Название | Три лика мистической метапрозы XX века: Герман Гессе – Владимир Набоков – Михаил Булгаков |
---|---|
Автор произведения | А. В. Злочевская |
Жанр | Философия |
Серия | |
Издательство | Философия |
Год выпуска | 2016 |
isbn | 978-5-00071-999-2 |
Однако «слово бытийствует»[43] уже в романах Достоевского, многократно повторяясь и варьируясь в своих многочисленных и разнообразных образно-понятийных и ассоциативных связях, рождает «ударный» образ, который существует как понятие, тема и мотив, а также на уровне образа персонажа. Именно бытие многозначного и многомерного слова-образа организует сложную внутреннюю композицию романов Достоевского, их лексико-стилистическую плоть – в ней автор и воплощает свою религиозно-философскую и нравственную позицию[44]. Стихия художественного животворящего Слова царит в мире Достоевского. Сама словесная ткань его романов «оживает» в образах героев, сюжетных линиях, ситуациях и др.
Прием реминисцентного «подсвечивания» – неотъемлемый элемент творческого стиля Достоевского. Так, почти все его герои «при всей их самобытности обязательно поставлены в какую-то историческую или литературную перспективу»[45] и существуют внутри сложной системы историко-культурных и литературных ориентаций. Литературы на эту тему настолько много, что даже вкратце воспроизвести ее не представляется возможным. По степени напряженной интертекстуальной насыщенности своих произведений Достоевский сопоставим лишь с сочинителями XX в. – постмодернистами и метапрозаиками. Здесь нет буквально ни одного образа, ни одной ситуации или сюжетной линии и хода, которые бы не воспроизводили – в форме сознательных или бессознательных реминисценций, аллюзий, парафраз, цитаций – мотивы и образы мировой литературы.

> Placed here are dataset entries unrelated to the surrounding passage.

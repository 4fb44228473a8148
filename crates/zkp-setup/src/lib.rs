//! Circuit-specific Groth16 setup for the zkp proof engine.
//!
//! [`generate_setup`] samples the toxic waste, evaluates the circuit's QAP at
//! the secret point and publishes the result in the exponent as a
//! [`ProvingKey`] / [`VerifyingKey`] pair. Setup runs once per circuit and
//! never caches; persisting keys is up to the caller.

#![forbid(unsafe_code)]
#![deny(missing_docs)]

pub mod cancellation;
pub mod keys;
pub mod randomness;
pub mod toxic_waste;

pub use cancellation::{Cancellation, Cancelled};
pub use keys::{KeyShapeError, ProvingKey, VerifyingKey};
pub use randomness::{SetupRandomness, SetupRng};
pub use toxic_waste::{powers_of_tau, SecureDestroy, ToxicWaste};
pub use zkp_qap;
pub use zkp_r1cs;

use ark_bls12_381::{Fr, G1Projective, G2Projective};
use ark_ec::{CurveGroup, Group};
use ark_ff::Field;
use rayon::prelude::*;
use std::sync::Arc;
use std::time::Instant;
use zeroize::{Zeroize, Zeroizing};
use zkp_qap::{QAPError, QAPEvaluation, QAP};
use zkp_r1cs::CircuitDescriptor;

/// Errors that can occur during setup
#[derive(Debug, thiserror::Error)]
pub enum SetupError {
    /// The randomness source failed or produced unusable values
    #[error("Randomness source failed: {0}")]
    Randomness(String),

    /// The circuit does not fit an evaluation domain
    #[error("Circuit cannot be reduced to a QAP: {0}")]
    Qap(#[from] QAPError),

    /// A secret that must be invertible was zero
    #[error("Degenerate toxic waste: {0} is zero")]
    Degenerate(&'static str),

    /// Setup was cancelled
    #[error(transparent)]
    Cancelled(#[from] Cancelled),
}

/// Short hex prefix of a circuit id for log fields
pub fn short_id(circuit_id: &[u8]) -> String {
    hex::encode(&circuit_id[..circuit_id.len().min(8)])
}

/// Run the Groth16 setup for `circuit`.
///
/// The randomness source is consumed and the toxic waste is zeroed before
/// this function returns, on success and on failure alike.
pub fn generate_setup(
    circuit: Arc<CircuitDescriptor<Fr>>,
    randomness: SetupRandomness,
    cancel: &Cancellation,
) -> Result<(ProvingKey, VerifyingKey), SetupError> {
    let span = tracing::info_span!("setup", circuit = %short_id(&circuit.circuit_id()));
    let _guard = span.enter();
    let started = Instant::now();

    if !randomness.is_trusted() {
        tracing::warn!("setup uses a public seed; the resulting keys are not secure");
    }

    let qap = QAP::from_descriptor(&circuit)?;
    cancel.checkpoint("sampling")?;

    let toxic = {
        let mut rng = randomness.into_rng();
        ToxicWaste::sample(rng.as_mut(), &qap.domain)?
    };
    cancel.checkpoint("qap evaluation")?;

    let eval = qap.evaluate_at(&circuit, toxic.tau)?;
    let keys = build_keys(circuit, &qap, &eval, &toxic, cancel)?;
    drop(toxic);

    tracing::info!(
        constraints = qap.num_constraints,
        domain_size = qap.domain_size(),
        elapsed_ms = started.elapsed().as_millis() as u64,
        "setup complete"
    );
    Ok(keys)
}

fn build_keys(
    circuit: Arc<CircuitDescriptor<Fr>>,
    qap: &QAP<Fr>,
    eval: &QAPEvaluation<Fr>,
    toxic: &ToxicWaste,
    cancel: &Cancellation,
) -> Result<(ProvingKey, VerifyingKey), SetupError> {
    let g1 = G1Projective::generator();
    let g2 = G2Projective::generator();
    let num_public = circuit.num_public_inputs();
    let domain_size = qap.domain_size();

    // Every scalar below is derived from the secrets and wiped on drop
    let gamma_inv = Zeroizing::new(toxic.gamma.inverse().ok_or(SetupError::Degenerate("gamma"))?);
    let delta_inv = Zeroizing::new(toxic.delta.inverse().ok_or(SetupError::Degenerate("delta"))?);

    let abc: Zeroizing<Vec<Fr>> = Zeroizing::new(
        eval.a
            .par_iter()
            .zip(eval.b.par_iter())
            .zip(eval.c.par_iter())
            .map(|((a, b), c)| toxic.beta * a + toxic.alpha * b + c)
            .collect(),
    );
    let gamma_abc: Zeroizing<Vec<Fr>> =
        Zeroizing::new(abc[..=num_public].iter().map(|v| *v * *gamma_inv).collect());
    let l: Zeroizing<Vec<Fr>> =
        Zeroizing::new(abc[num_public + 1..].iter().map(|v| *v * *delta_inv).collect());

    let z_over_delta = Zeroizing::new(eval.z * *delta_inv);
    let mut powers = powers_of_tau(toxic.tau, domain_size - 1);
    let h: Zeroizing<Vec<Fr>> = Zeroizing::new(powers.iter().map(|p| *p * *z_over_delta).collect());
    powers.zeroize();

    cancel.checkpoint("a and b queries")?;
    let a_query = batch_mul(g1, &eval.a[..]);
    let b_g1_query = batch_mul(g1, &eval.b[..]);
    let b_g2_query = batch_mul(g2, &eval.b[..]);

    cancel.checkpoint("h and l queries")?;
    let h_query = batch_mul(g1, &h[..]);
    let l_query = batch_mul(g1, &l[..]);
    let gamma_abc_g1 = batch_mul(g1, &gamma_abc[..]);

    let alpha_g1 = (g1 * toxic.alpha).into_affine();
    let beta_g2 = (g2 * toxic.beta).into_affine();
    let delta_g2 = (g2 * toxic.delta).into_affine();
    let circuit_id = circuit.circuit_id();

    let verifying_key = VerifyingKey {
        circuit_id,
        num_public_inputs: num_public,
        alpha_g1,
        beta_g2,
        gamma_g2: (g2 * toxic.gamma).into_affine(),
        delta_g2,
        gamma_abc_g1,
    };
    let proving_key = ProvingKey {
        circuit,
        circuit_id,
        domain_size,
        alpha_g1,
        beta_g1: (g1 * toxic.beta).into_affine(),
        beta_g2,
        delta_g1: (g1 * toxic.delta).into_affine(),
        delta_g2,
        a_query,
        b_g1_query,
        b_g2_query,
        h_query,
        l_query,
    };

    Ok((proving_key, verifying_key))
}

/// Multiply a fixed base by many scalars and normalize in one batch
fn batch_mul<G: CurveGroup>(base: G, scalars: &[G::ScalarField]) -> Vec<G::Affine> {
    let projective: Vec<G> = scalars.par_iter().map(|s| base * *s).collect();
    G::normalize_batch(&projective)
}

И Достоевскому, как позднее многим писателям XX в., в том числе В. Набокову, М. Булгакову, Б. Пастернаку, Х.Л. Борхесу и др., свойственно ощущение эстетической сотворенности нашего мира и своей жизни, в частности. Эстетика Достоевского предвосхищала развернутую метафору «жизнь человеческая – художественное произведение», которая лежит в основе метапрозы XX в.

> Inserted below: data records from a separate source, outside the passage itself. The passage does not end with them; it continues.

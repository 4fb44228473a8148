//! Command handlers for the `zkp` tool.
//!
//! Two circuits are served: the base case (knowledge of a message with a
//! public digest) and the chain case (knowledge of a message linking a
//! previous digest to the next one). Keys live under the configured key
//! directory with the `base_` and `norm_` prefixes.

#![forbid(unsafe_code)]
#![deny(missing_docs)]

use anyhow::{bail, Context, Result};
use ark_bls12_381::Fr;
use clap::{Args, Parser, Subcommand, ValueEnum};
use std::fs;
use std::path::{Path, PathBuf};
use zkp_core::zkp_r1cs::circuits::{chain_digest, message_digest, HashChainCircuit, PreimageCircuit};
use zkp_core::zkp_r1cs::CircuitDescriptor;
use zkp_core::{short_id, Cancellation};
use zkp_field::{from_canonical_bytes, to_canonical_bytes};
use zkp_session::{EngineConfig, ProofEngine, ProofSession};

/// zk proof engine: one-time setup, then prove and verify
#[derive(Parser, Debug)]
#[command(name = "zkp", version, about)]
pub struct Cli {
    #[command(flatten)]
    global: GlobalArgs,

    #[command(subcommand)]
    command: Commands,
}

/// Options shared by every command
#[derive(Args, Debug, Clone, Default)]
pub struct GlobalArgs {
    /// JSON configuration file
    #[arg(long, global = true)]
    pub config: Option<PathBuf>,

    /// Key directory, overriding the configuration
    #[arg(long, global = true)]
    pub key_dir: Option<PathBuf>,

    /// 32-byte hex seed for a reproducible, insecure setup
    #[arg(long, global = true)]
    pub seed: Option<String>,
}

/// Which circuit a command applies to
#[derive(ValueEnum, Debug, Clone, Copy, PartialEq, Eq)]
pub enum CircuitKind {
    /// Message with a public digest
    Base,
    /// Message linking a previous digest to the next
    Normal,
}

/// Subcommands
#[derive(Subcommand, Debug)]
pub enum Commands {
    /// Run setup for one circuit and write its keys, replacing stored ones
    Setup {
        /// Circuit to set up
        #[arg(short, long, value_enum)]
        circuit: CircuitKind,
    },
    /// Load or create the keys of both circuits
    Boot,
    /// Prove a message and write the JSON proof
    Prove {
        /// Circuit to prove
        #[arg(short, long, value_enum)]
        circuit: CircuitKind,

        /// Message as hex
        #[arg(short, long)]
        message: String,

        /// Previous digest as hex (chain case only)
        #[arg(short, long)]
        prev: Option<String>,

        /// Output file; stdout when absent
        #[arg(short, long)]
        output: Option<PathBuf>,
    },
    /// Verify a JSON proof; exits non-zero when it does not verify
    Verify {
        /// Circuit the proof is for
        #[arg(short, long, value_enum)]
        circuit: CircuitKind,

        /// JSON proof file
        #[arg(short, long)]
        proof: PathBuf,
    },
    /// Print the digest of a message
    Digest {
        /// Message as hex
        #[arg(short, long)]
        message: String,

        /// Previous digest as hex, for a chain digest
        #[arg(short, long)]
        prev: Option<String>,
    },
}

/// Merge the configuration file with command-line overrides
pub fn load_config(global: &GlobalArgs) -> Result<EngineConfig> {
    let mut config = match &global.config {
        Some(path) => EngineConfig::load(path)
            .with_context(|| format!("loading configuration {}", path.display()))?,
        None => EngineConfig::default(),
    };
    if let Some(dir) = &global.key_dir {
        config.key_dir = dir.clone();
    }
    if let Some(seed) = &global.seed {
        config.setup_seed = Some(seed.clone());
    }
    config.validate()?;
    Ok(config)
}

/// Hex encoding of a field element
pub fn digest_to_hex(digest: &Fr) -> String {
    hex::encode(to_canonical_bytes(digest))
}

/// Parse a hex field element
pub fn digest_from_hex(text: &str) -> Result<Fr> {
    let bytes = hex::decode(text.trim()).context("digest is not hex")?;
    Ok(from_canonical_bytes(&bytes)?)
}

fn circuit_for(kind: CircuitKind, config: &EngineConfig) -> Result<(String, CircuitDescriptor<Fr>)> {
    Ok(match kind {
        CircuitKind::Base => (
            config.base_prefix.clone(),
            CircuitDescriptor::<Fr>::compile(&PreimageCircuit::shape(config.base_message_len))?,
        ),
        CircuitKind::Normal => (
            config.normal_prefix.clone(),
            CircuitDescriptor::compile(&HashChainCircuit::<Fr>::shape(config.normal_message_len))?,
        ),
    })
}

fn setup(kind: CircuitKind, config: &EngineConfig) -> Result<ProofSession> {
    let (prefix, circuit) = circuit_for(kind, config)?;
    let session = ProofSession::setup(
        &prefix,
        circuit,
        config.setup_randomness(&prefix)?,
        &Cancellation::new(),
    )?;
    session.write_keys(&config.key_dir)?;
    Ok(session)
}

fn write_output(output: Option<&Path>, text: &str) -> Result<()> {
    match output {
        Some(path) => fs::write(path, text).with_context(|| format!("writing {}", path.display())),
        None => {
            println!("{text}");
            Ok(())
        }
    }
}

/// Run one command; returns whether it succeeded in the domain sense
/// (a proof that does not verify yields `Ok(false)`)
pub fn run(cli: Cli) -> Result<bool> {
    let config = load_config(&cli.global)?;

    match cli.command {
        Commands::Setup { circuit } => {
            let session = setup(circuit, &config)?;
            println!("{}", hex::encode(session.circuit_id()));
        }
        Commands::Boot => {
            let engine = ProofEngine::boot(config)?;
            println!("base   {}", short_id(&engine.base().circuit_id()));
            println!("normal {}", short_id(&engine.normal().circuit_id()));
        }
        Commands::Prove {
            circuit,
            message,
            prev,
            output,
        } => {
            let message = hex::decode(message.trim()).context("message is not hex")?;
            let engine = ProofEngine::boot(config)?;
            let (json, digest) = match (circuit, prev) {
                (CircuitKind::Base, None) => engine.prove_base(&message)?,
                (CircuitKind::Normal, Some(prev)) => engine.prove_normal(digest_from_hex(&prev)?, &message)?,
                (CircuitKind::Base, Some(_)) => bail!("--prev only applies to the normal circuit"),
                (CircuitKind::Normal, None) => bail!("the normal circuit needs --prev"),
            };
            write_output(output.as_deref(), &json)?;
            tracing::info!(digest = %digest_to_hex(&digest), "proof written");
        }
        Commands::Verify { circuit, proof } => {
            let json = fs::read_to_string(&proof)
                .with_context(|| format!("reading {}", proof.display()))?;
            let engine = ProofEngine::boot(config)?;
            let valid = match circuit {
                CircuitKind::Base => engine.verify_base(&json)?,
                CircuitKind::Normal => engine.verify_normal(&json)?,
            };
            println!("{}", if valid { "valid" } else { "invalid" });
            return Ok(valid);
        }
        Commands::Digest { message, prev } => {
            let message = hex::decode(message.trim()).context("message is not hex")?;
            let digest = match prev {
                Some(prev) => chain_digest(digest_from_hex(&prev)?, &message),
                None => message_digest::<Fr>(&message),
            };
            println!("{}", digest_to_hex(&digest));
        }
    }
    Ok(true)
}
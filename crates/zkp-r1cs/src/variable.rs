//! Variable handles into the assignment vector

use std::fmt;

/// Variable index in the constraint system.
///
/// The convention is: z[0] = 1 (constant), z[1..=num_public] = public inputs,
/// z[num_public+1..] = private (witness) variables.
#[derive(Debug, Clone, Copy, PartialEq, Eq, PartialOrd, Ord, Hash)]
pub struct Variable(pub usize);

impl Variable {
    /// The constant variable (always has value 1)
    pub const ONE: Variable = Variable(0);

    /// Create a new variable with given index
    pub fn new(index: usize) -> Self {
        Variable(index)
    }

    /// Get the index of this variable
    pub fn index(&self) -> usize {
        self.0
    }

    /// Whether this is the constant-one variable
    pub fn is_constant(&self) -> bool {
        self.0 == 0
    }
}

impl fmt::Display for Variable {
    fn fmt(&self, f: &mut fmt::Formatter<'_>) -> fmt::Result {
        if self.is_constant() {
            write!(f, "one")
        } else {
            write!(f, "v{}", self.0)
        }
    }
}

«Жизнь – целое искусство, – писал еще молодой Достоевский, – жить значит сделать художественное произведение из самого себя» [Д., T.18, c.13].
И позднее, в романе «Подросток»:
«…жизнь есть тоже художественное произведение самого Творца, в окончательной и безукоризненной форме пушкинского стихотворения» [Д., T.13, c.256].
Творца злого, образ которого реминисцирует гофмановскими отсветами, прозревал писатель за видимой оболочкой обыденной жизни все в тех же «Петербургских сновидениях»:
«Кто-то гримасничал передо мною, спрятавшись за всю эту фантастическую толпу, и передергивал какие-то нитки, пружинки, и куколки эти двигались, а он хохотал и всё хохотал!»[Д., T.19, c.71]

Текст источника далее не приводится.